Date: 27th of April 2023

Time: 11.00 - 12.00 CEST

Audience: Open to public and private organisations that procure professional clothing.

Registration: Please register here

Over the last five months, Business in the Community, as part of the Interreg ProCirc Project, has been convening a group of procurers to create a Joint Statement of Demand (JSD) for Circular Professional Clothing

A JSD presents a shared set of commitments relating to the procurement process, along with a set of circular asks relating to the product or service that is being bought, which will be included in future tenders. By agreeing on these commitments and asks, signatory organisations can use their collective purchasing power to drive innovation and accelerate a shift to a sustainable future.
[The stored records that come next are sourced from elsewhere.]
use std::{error::Error, sync::Arc};

use crate::subscribe::{Subscription, SubscriptionHandle, UnsubscribeLogic};

type SuccessFn<T> = Box<dyn FnOnce(T) + Send>;
type CompleteFn = Box<dyn FnOnce() + Send>;
type ErrorFn = Box<dyn FnOnce(Arc<dyn Error + Send + Sync>) + Send>;

/// Observer of a [`Maybe`]: receives one value, an empty completion or an error.
pub struct MaybeObserver<T> {
    success_fn: Option<SuccessFn<T>>,
    complete_fn: Option<CompleteFn>,
    error_fn: Option<ErrorFn>,
}

impl<T> MaybeObserver<T> {
    pub fn new(
        success_fn: impl FnOnce(T) + Send + 'static,
        error_fn: impl FnOnce(Arc<dyn Error + Send + Sync>) + Send + 'static,
        complete_fn: impl FnOnce() + Send + 'static,
    ) -> Self {
        MaybeObserver {
            success_fn: Some(Box::new(success_fn)),
            complete_fn: Some(Box::new(complete_fn)),
            error_fn: Some(Box::new(error_fn)),
        }
    }

    fn finish(&mut self) -> (Option<SuccessFn<T>>, Option<CompleteFn>, Option<ErrorFn>) {
        (
            self.success_fn.take(),
            self.complete_fn.take(),
            self.error_fn.take(),
        )
    }

    pub fn success(&mut self, v: T) {
        if let (Some(f), _, _) = self.finish() {
            f(v);
        }
    }

    pub fn complete(&mut self) {
        if let (_, Some(f), _) = self.finish() {
            f();
        }
    }

    pub fn error(&mut self, e: Arc<dyn Error + Send + Sync>) {
        if let (_, _, Some(f)) = self.finish() {
            f(e);
        }
    }

    #[must_use]
    pub fn is_terminated(&self) -> bool {
        self.success_fn.is_none() && self.complete_fn.is_none() && self.error_fn.is_none()
    }
}

/// A stream that produces at most one value.
pub struct Maybe<T> {
    subscribe_fn: Box<dyn FnMut(MaybeObserver<T>) -> Subscription + Send + Sync>,
}

impl<T: 'static> Maybe<T> {
    pub fn new(sf: impl FnMut(MaybeObserver<T>) -> Subscription + Send + Sync + 'static) -> Self {
        Maybe {
            subscribe_fn: Box::new(sf),
        }
    }

    pub fn just(value: T) -> Self
    where
        T: Clone + Send + Sync,
    {
        Maybe::new(move |mut o| {
            o.success(value.clone());
            Subscription::new(UnsubscribeLogic::Nil, SubscriptionHandle::Nil)
        })
    }

    #[must_use]
    pub fn empty() -> Self {
        Maybe::new(|mut o| {
            o.complete();
            Subscription::new(UnsubscribeLogic::Nil, SubscriptionHandle::Nil)
        })
    }

    #[must_use]
    pub fn never() -> Self {
        Maybe::new(|_| Subscription::new(UnsubscribeLogic::Nil, SubscriptionHandle::Nil))
    }

    pub fn subscribe(&mut self, o: MaybeObserver<T>) -> Subscription {
        (self.subscribe_fn)(o)
    }
}
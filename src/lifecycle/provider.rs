//! Objects that own a lifecycle and hand out bindings to it.

use std::sync::Arc;

use crate::{
    lifecycle::{
        bind_until_event, bind_with_shared, CorrespondingEvents, LifecycleTransformer, Phase,
        PhaseStream,
    },
    observer::Observer,
    subjects::{BehaviorSubject, BehaviorSubjectEmitter, BehaviorSubjectReceiver},
};

/// Something with a lifecycle that streams can be bound to.
///
/// Host-specific integrations implement this for their own component types;
/// [`LifecycleHost`] is a ready-made implementation driven by hand.
pub trait LifecycleProvider<E: Phase> {
    /// The lifecycle of this provider.
    fn lifecycle(&self) -> PhaseStream<E>;

    /// Binds until the lifecycle emits `event`.
    fn bind_until_event(&self, event: E) -> LifecycleTransformer<E> {
        bind_until_event(self.lifecycle(), event)
    }

    /// Binds until the phase that corresponds to the one active at subscribe
    /// time.
    fn bind_to_lifecycle(&self) -> LifecycleTransformer<E>;
}

/// A lifecycle driven explicitly through [`advance`](LifecycleHost::advance).
///
/// The host remembers its current phase and replays it to every new binding,
/// so streams subscribed in the middle of the lifecycle end at the phase that
/// corresponds to where the host is at that moment.
///
/// ```no_run
/// use rxr_lifecycle::{CorrespondenceTable, LifecycleHost, LifecycleProvider};
///
/// #[derive(Debug, Clone, Copy, PartialEq)]
/// enum Phase { Attach, Detach }
///
/// let host = LifecycleHost::new(
///     Phase::Attach,
///     CorrespondenceTable::builder()
///         .map(Phase::Attach, Phase::Detach)
///         .terminal(Phase::Detach)
///         .build()
///         .unwrap(),
/// );
/// let transformer = host.bind_to_lifecycle();
/// host.advance(Phase::Detach);
/// ```
pub struct LifecycleHost<E> {
    emitter: BehaviorSubjectEmitter<E>,
    receiver: BehaviorSubjectReceiver<E>,
    lifecycle: PhaseStream<E>,
    resolver: Arc<dyn CorrespondingEvents<E>>,
}

impl<E: Phase> LifecycleHost<E> {
    pub fn new(initial: E, resolver: impl CorrespondingEvents<E> + 'static) -> Self {
        let (emitter, receiver) = BehaviorSubject::emitter_receiver(initial);
        LifecycleHost {
            lifecycle: PhaseStream::from(receiver.clone()),
            emitter,
            receiver,
            resolver: Arc::new(resolver),
        }
    }

    /// Moves the host to `phase`, notifying every binding.
    pub fn advance(&self, phase: E) {
        tracing::trace!("lifecycle host advanced");
        self.emitter.clone().next(phase);
    }

    /// Ends the lifecycle. Bindings still waiting for their phase are left to
    /// end on their own.
    pub fn finish(&self) {
        self.emitter.clone().complete();
    }

    /// The phase the host is in.
    #[must_use]
    pub fn current(&self) -> E {
        self.receiver.value()
    }

    /// Number of bindings currently observing the host.
    #[must_use]
    pub fn observers(&self) -> usize {
        self.receiver.len()
    }

    #[must_use]
    pub fn is_finished(&self) -> bool {
        self.receiver.is_stopped()
    }
}

impl<E: Phase> LifecycleProvider<E> for LifecycleHost<E> {
    fn lifecycle(&self) -> PhaseStream<E> {
        self.lifecycle.clone()
    }

    fn bind_to_lifecycle(&self) -> LifecycleTransformer<E> {
        bind_with_shared(self.lifecycle.clone(), Arc::clone(&self.resolver))
    }
}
By becoming a signatory to the JSD you can help to increase the impact of the project, as well as be able to use the JSD as a framework for your circular furniture procurement.

Following the launch of the Joint Statements of Demand, we invite you to join Using Purchasing Power to Unlock Circular Workwear on 27th April to find out more about the project and how you can get involved.

Why Join?

  • Learn about significant environmental impacts of professional clothing.
  • Hear about the challenges of and opportunities for procuring circular clothing.
  • Understand the Joint Statement of Demands and their commitments and asks.
  • Find out how becoming a signatory to the Joint Statement of Demand can help overcome challenges and enable the procurement of circular clothing.


To buyers of professional clothing (such as corporate uniforms and PPE), waste is the most visible sustainability challenge. An analysis from WRAP, a climate NGO estimates that in the UK 90% of used professional clothing is sent to landfill or incineration after use – a higher proportion than for clothing as a whole*. However, the environmental impact is much greater, extending the whole way through the value chain and includes issues such as scope 3 carbon emissions, water consumption, microfibre pollution, and modern slavery risk. Taking a circular economy approach can reduce harm in these areas. However, only a small proportion of clothing on the market is designed with the circular economy in mind.

A circular economy is where products, services, and infrastructure is designed, used, and operated to maximise value and minimise waste, reducing demand for primary resources, lowering carbon emissions, and allowing the regeneration of natural systems. To put it simply, it’s about reducing the consumption of materials to lower environmental impact.